We assess the geographic coverage and spatial clustering of drug users recruited through respondent-driven sampling (RDS) and discuss the potential for biased RDS prevalence estimates. Illicit drug users aged 18–40 were recruited through RDS (N = 401) and targeted street outreach (TSO) (N = 210) in New York City. Using the Google Maps API™, we calculated travel distances and times using public transportation between each participant’s recruitment location and the study office and between RDS recruiter–recruit pairs. We used K function analysis to evaluate and compare spatial clustering of (1) RDS vs. TSO respondents and (2) RDS seeds vs. RDS peer recruits. All participant recruitment locations clustered around the study office; however, RDS participants were significantly more likely to be recruited within walking distance of the study office than TSO participants. The TSO sample was also less spatially clustered than the RDS sample, which likely reflects (1) the van’s ability to increase the sample’s geographic heterogeneity and (2) that more TSO than RDS participants were enrolled on the van. Among RDS participants, individuals recruited spatially proximal peers, geographic coverage did not increase as recruitment waves progressed, and peer recruits were not less spatially clustered than seeds.

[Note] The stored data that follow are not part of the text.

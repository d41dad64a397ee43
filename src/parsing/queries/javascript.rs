// Shared between JavaScript and Flow-pragma'd files parsed with the
// TypeScript grammar (spec.md §4.B point 1) — the TS grammar produces
// compatible node types for these patterns.
pub const QUERY: &str = r#"
(function_declaration name: (identifier) @name) @definition.function

(generator_function_declaration name: (identifier) @name) @definition.function

(class_declaration name: (identifier) @name) @definition.class

(method_definition name: (property_identifier) @name) @definition.method
"#;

Using a mobile van to recruit participants had a greater impact on the geographic coverage and spatial dependence of the TSO than the RDS sample. Future studies should consider and evaluate the impact of the recruitment approach on the geographic/spatial representativeness of the sample and how spatial biases, including the preferential recruitment of proximal peers, could impact the precision and accuracy of estimates.
|Number of pages||27|
|Journal||Journal of Urban Health|
|State||Published - Apr 1 2015|
Bibliographical noteFunding Information:
This research was supported by the National Institute on Drug Abuse Grants R01 DA022144 (PI: Lewis, CF) and K01 DA033879 (PI: Rudolph, AE); the NIDA had no further role in study design; in the collection, analysis and interpretation of data; in the writing of the report; or in the decision to submit the paper for publication.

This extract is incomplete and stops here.